Under the latter box for surgical wounds, it reads, "Inspect each surgical wound to determine its status. Based on this information and that from the health history, use clinical reasoning to determine the most problematic (observable) stasis ulcer."
The final box item is a list of time points when the item is completed. In the surgical wound item’s case, those would be at the start of care, resumption of care, follow-up, and discharge from the agency — not to an inpatient facility.
The additional staff education on the clinical dimension had a striking impact. Chart reviews showed that after the education, the percentage of patients who fit into the C-0 category was 18.5%; in C-1, the number fell slightly to 27%; C-2 rose to 27%, and C-3 stayed about the same at 22%.
• Show staff how to be cost-efficient.
"It’s not only cutting costs, it’s changing a philosophy," Jelke says. "You have to do this because these payments are not great, and it will be extremely challenging to at least break even under PPS."
This means the staff must work hard at encouraging caregivers and patients to do more for themselves earlier in their home care treatment. This will be the most important way to cut visits and still maintain quality, Jelke says.

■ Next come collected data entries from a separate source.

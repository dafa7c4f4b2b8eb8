use crate::error::{CliError, Result};
use std::fs::File;
use std::path::Path;
use tracing_subscriber::{
    filter::LevelFilter,
    fmt::{self},
    prelude::*,
};

/// Maps `-v` occurrences and `-q` to the console level.
pub fn level_filter(verbosity: u8, quiet: bool) -> LevelFilter {
    if quiet {
        return LevelFilter::ERROR;
    }
    match verbosity {
        0 => LevelFilter::WARN,
        1 => LevelFilter::INFO,
        2 => LevelFilter::DEBUG,
        _ => LevelFilter::TRACE,
    }
}

/// Installs the global subscriber: a compact stderr layer and, with
/// `log_file`, a plain-text file layer that always records at DEBUG or finer.
pub fn setup_logging(verbosity: u8, quiet: bool, log_file: Option<&Path>) -> Result<()> {
    let console_level = level_filter(verbosity, quiet);

    let stderr_layer = fmt::layer()
        .with_writer(std::io::stderr)
        .with_ansi(true)
        .with_target(false)
        .compact()
        .with_filter(console_level);

    let file_layer = match log_file {
        Some(path) => {
            let file = File::create(path)?;
            let file_level = console_level.max(LevelFilter::DEBUG);
            Some(
                fmt::layer()
                    .with_writer(file)
                    .with_ansi(false)
                    .with_thread_ids(true)
                    .with_target(true)
                    .with_filter(file_level),
            )
        }
        None => None,
    };

    tracing_subscriber::registry()
        .with(stderr_layer)
        .with(file_layer)
        .try_init()
        .map_err(|e| CliError::Other(anyhow::anyhow!("Failed to install logger: {}", e)))
}

#[cfg(test)]
mod tests {
    use super::*;
    use serial_test::serial;
    use std::path::PathBuf;
    use std::sync::Once;
    use tracing::{debug, error, info, trace, warn};

    static INIT: Once = Once::new();

    fn ensure_global_logger_is_set() {
        INIT.call_once(|| {
            setup_logging(3, false, None).expect("Failed to set up global logger for tests");
        });
    }

    #[test]
    fn verbosity_maps_to_levels() {
        assert_eq!(level_filter(0, false), LevelFilter::WARN);
        assert_eq!(level_filter(1, false), LevelFilter::INFO);
        assert_eq!(level_filter(2, false), LevelFilter::DEBUG);
        assert_eq!(level_filter(7, false), LevelFilter::TRACE);
        assert_eq!(level_filter(3, true), LevelFilter::ERROR);
    }

    #[test]
    #[serial]
    fn initialization_and_macros_work() {
        ensure_global_logger_is_set();

        error!("This is an error");
        warn!("This is a warning");
        info!(stage = "step1", "This is info");
        debug!("This is debug");
        trace!("This is trace");
    }

    #[test]
    #[serial]
    fn second_initialization_is_an_error_not_a_panic() {
        ensure_global_logger_is_set();
        assert!(matches!(
            setup_logging(0, false, None),
            Err(CliError::Other(_))
        ));
    }

    #[test]
    #[serial]
    fn file_layer_records_debug_events() {
        let temp_dir = tempfile::tempdir().unwrap();
        let log_path = temp_dir.path().join("ambermd.log");

        let file = File::create(&log_path).unwrap();
        let file_layer = fmt::layer()
            .with_writer(file)
            .with_ansi(false)
            .with_thread_ids(true)
            .with_filter(LevelFilter::DEBUG);
        let subscriber = tracing_subscriber::registry().with(file_layer);

        tracing::subscriber::with_default(subscriber, || {
            debug!(stage = "step2", "Engine input written");
            trace!("Not recorded");
        });

        let content = std::fs::read_to_string(log_path).unwrap();
        assert!(content.contains("Engine input written"));
        assert!(content.contains("stage=\"step2\""));
        assert!(content.contains("DEBUG"));
        assert!(!content.contains("Not recorded"));
    }

    #[test]
    #[serial]
    fn invalid_log_file_path_propagates_error() {
        let invalid_path = PathBuf::from("/");

        if cfg!(unix) && invalid_path.is_dir() {
            let result = setup_logging(0, false, Some(&invalid_path));
            assert!(matches!(result, Err(CliError::Io(_))));
        }
    }
}
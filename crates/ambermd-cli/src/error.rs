use ambermd::engine::error::EngineError;
use std::path::PathBuf;
use thiserror::Error;

pub type Result<T> = std::result::Result<T, CliError>;

#[derive(Debug, Error)]
pub enum CliError {
    #[error(transparent)]
    Core(#[from] EngineError),

    #[error("Configuration error: {0}")]
    Config(String),

    #[error("Failed to parse file '{path}': {source}", path = path.display())]
    FileParsing {
        path: PathBuf,
        #[source]
        source: anyhow::Error,
    },

    #[error("I/O error: {0}")]
    Io(#[from] std::io::Error),

    #[error("Invalid argument: {0}")]
    Argument(String),

    #[error(transparent)]
    Other(#[from] anyhow::Error),
}
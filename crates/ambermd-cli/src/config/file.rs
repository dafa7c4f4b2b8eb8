use crate::error::{CliError, Result};
use ambermd::engine::toolchain::ToolNames;
use serde::Deserialize;
use std::path::Path;
use tracing::debug;

#[derive(Deserialize, Debug, Default, Clone)]
#[serde(rename_all = "kebab-case", deny_unknown_fields)]
pub struct FileSimulationConfig {
    pub temperature: Option<f64>,
    pub production_ns: Option<u64>,
    pub cutoff: Option<f64>,
    /// Shorthand for `tools.engine`; wins when both are given.
    pub engine: Option<String>,
    pub extra_mask: Option<String>,
}

#[derive(Deserialize, Debug, Default, Clone)]
#[serde(rename_all = "kebab-case", deny_unknown_fields)]
pub struct FilePreparationConfig {
    pub force_fields: Option<Vec<String>>,
    pub water_box: Option<String>,
    pub box_margin: Option<f64>,
    pub ligand_charge: Option<i32>,
    pub ligand_multiplicity: Option<u32>,
}

#[derive(Deserialize, Debug, Default, Clone)]
#[serde(rename_all = "kebab-case", deny_unknown_fields)]
pub struct FileFreeEnergyConfig {
    pub processes: Option<usize>,
}

#[derive(Deserialize, Debug, Default, Clone)]
#[serde(rename_all = "kebab-case", deny_unknown_fields)]
pub struct FileConfig {
    pub tools: Option<ToolNames>,
    pub simulation: Option<FileSimulationConfig>,
    pub preparation: Option<FilePreparationConfig>,
    pub free_energy: Option<FileFreeEnergyConfig>,
}

impl FileConfig {
    pub fn from_file(path: &Path) -> Result<Self> {
        debug!("Loading configuration from file: {:?}", path);
        let content = std::fs::read_to_string(path)?;
        toml::from_str(&content).map_err(|e| CliError::FileParsing {
            path: path.to_path_buf(),
            source: e.into(),
        })
    }
}
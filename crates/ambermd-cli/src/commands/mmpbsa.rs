use crate::cli::{Cli, MmpbsaArgs};
use crate::config::build_mmpbsa_config;
use crate::error::Result;
use crate::utils::progress::CliProgressHandler;
use ambermd::{
    engine::{
        context::WorkflowContext,
        progress::ProgressReporter,
        runner::ProcessExecutor,
        toolchain::{Tool, Toolchain},
    },
    workflows,
};
use tracing::{info, warn};

pub async fn run(cli: &Cli, args: &MmpbsaArgs) -> Result<()> {
    let config = build_mmpbsa_config(cli, args)?;

    info!("Resolving external tools...");
    let toolchain = Toolchain::resolve(&config.tools, Tool::BINDING)?;

    super::ensure_input(&config.protein, "protein")?;
    if let Some(ligand) = &config.ligand {
        super::ensure_input(ligand, "ligand")?;
    }
    super::prepare_workdir(&config.workdir)?;

    let progress_handler = CliProgressHandler::new();
    let reporter = ProgressReporter::with_callback(progress_handler.get_callback());
    let executor = ProcessExecutor;
    let ctx = WorkflowContext::new(&config.workdir, &toolchain, &executor, &reporter);

    println!(
        "Starting MM-PBSA workflow ({} K, {} ns production, {} MPI processes)...",
        config.simulation.temperature,
        config.simulation.production_ns,
        config.free_energy.processes
    );
    info!("Invoking the core binding free-energy workflow...");

    let result = tokio::task::block_in_place(|| {
        workflows::binding::run(
            &ctx,
            &config.protein,
            config.ligand.as_deref(),
            &config.simulation,
            &config.preparation,
            &config.free_energy,
        )
    })?;

    let free_energy = &result.free_energy;
    if free_energy.results.is_file() {
        println!(
            "✓ Binding free energy written to: {}",
            free_energy.results.display()
        );
        println!(
            "  Per-residue decomposition: {}",
            free_energy.decomposition.display()
        );
    } else {
        warn!("MM-PBSA finished without a results file.");
        println!(
            "Warning: no results file found in {}",
            free_energy.output_dir.display()
        );
    }
    println!(
        "  Production trajectory: {}",
        result.simulation.trajectory.display()
    );

    Ok(())
}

For instance, nurses need to teach families and patients that the home care agency isn’t the answer to all of their problems, but is only there to guide them to independence.
"The biggest thing is you have to help your staff understand and appreciate that they are the skilled caregiver, and their role is to deliver a skill — not to become the caregiver for the patient," Jelke says.
Another important strategy is to provide total case management, including bringing in social workers when needed, or keeping in close contact with the patient’s physician. That way, the agency can recommend medication, social service referrals, and other changes when they might help a patient make faster and better improvements.
"You have to be tight in case management," Jelke says. "You can’t let those visits get away, and you can’t delay taking action."
The agency’s staff have become so efficient in care that when Jelke did a preliminary PPS analysis to see what the agency might have been paid under PPS, vs. IPS, she found that the agency would have received more reimbursement under PPS.